Le Concert spirituel ne fut pas le seul lieu où se développa le genre symphonique ; il faut mentionner le rôle joué par La Pouplinière, financier-mécène, qui entretint un orchestre et donna des concerts privés ; le chevalier de Saint-Georges († 1799) dirigea les concerts du Cercle de l'harmonie. Et en 1769 fut fondée à l'hôtel de Soubise une nouvelle association rivale du Concert spirituel, le Concert des amateurs. Cette émulation marque la naissance du concert moderne.

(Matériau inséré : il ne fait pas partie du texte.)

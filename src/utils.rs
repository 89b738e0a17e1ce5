use core::fmt;

/// Formats array bytes as an escaped byte-string literal, `b"..."`.
pub(crate) fn debug_bytes(bytes: &[u8], f: &mut fmt::Formatter<'_>) -> fmt::Result {
    write!(f, "b\"")?;
    for &b in bytes {
        if b == b'\n' {
            write!(f, "\\n")?;
        } else if b == b'\r' {
            write!(f, "\\r")?;
        } else if b == b'\t' {
            write!(f, "\\t")?;
        } else if b == b'\\' || b == b'"' {
            write!(f, "\\{}", b as char)?;
        } else if b == b'\0' {
            write!(f, "\\0")?;
        } else if (0x20..0x7f).contains(&b) {
            write!(f, "{}", b as char)?;
        } else {
            write!(f, "\\x{b:02x}")?;
        }
    }
    write!(f, "\"")?;
    Ok(())
}

pub(crate) fn lower_hex(slice: &[u8], f: &mut fmt::Formatter<'_>) -> fmt::Result {
    for &b in slice {
        write!(f, "{b:02x}")?;
    }
    Ok(())
}

pub(crate) fn upper_hex(slice: &[u8], f: &mut fmt::Formatter<'_>) -> fmt::Result {
    for &b in slice {
        write!(f, "{b:02X}")?;
    }
    Ok(())
}

#[cold]
#[track_caller]
pub(crate) fn panic_out_of_range(index: usize, len: usize) -> ! {
    panic!("index {index} out of range for array of length {len}")
}

#[inline(never)]
#[cold]
pub(crate) fn abort() -> ! {
    #[cfg(feature = "std")]
    {
        std::process::abort();
    }
    // in no_std, use double panic
    #[cfg(not(feature = "std"))]
    {
        struct Abort;
        impl Drop for Abort {
            fn drop(&mut self) {
                panic!("abort");
            }
        }
        let _guard = Abort;
        panic!("abort");
    }
}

Naturellement, la Révolution intervient dans le cours de cette évolution, et pour un temps reconvertit les quelques compositeurs qui, par conviction ou par opportunisme, se mettent à son service, en chantres de la jeune République. Ses grandes fêtes civiques, commémorations, apothéoses, demandent une musique « engagée », musclée, souvent à très gros effectifs, et dans le style « romain » qu'on affectionnait, c'est-à-dire d'une éloquence rude, massive et mâle. François-Joseph Gossec (1734-1829) est le compositeur officiel de la Révolution, tandis qu'Étienne-Nicolas Méhul (1763-1817), auteur du Chant du départ, Jean-François Lesueur (1760-1837), et Luigi Cherubini (1760-1842), contribuent de leur jeune talent aux musiques des fêtes publiques. Le souvenir de ces musiques également oubliées, peut-être injustement, prête souvent à l'ironie des musicographes, mais il est certain que cette esthétique du grandiose populaire ne sera pas sans influencer le romantisme.
Mais la vie musicale continue. Dissoute en 1793 et transformée d'abord en Institut national de musique, l'École royale de chant et de déclamation, fondée par Louis XVI en 1784, deviendra, en 1795, le Conservatoire de musique, où entre Lesueur et auquel collaborent Gossec, Grétry, Cherubini (qui en deviendra le directeur en 1822). Les théâtres rouvrent. Si l'« idée » révolutionnaire n'a pas suscité d'emblée une musique toute rénovée, elle a lancé dans tout le siècle qui suit une inquiétude de progrès. On peut dire que le XIXe siècle fleurira sur un terrain longuement préparé par le siècle précédent.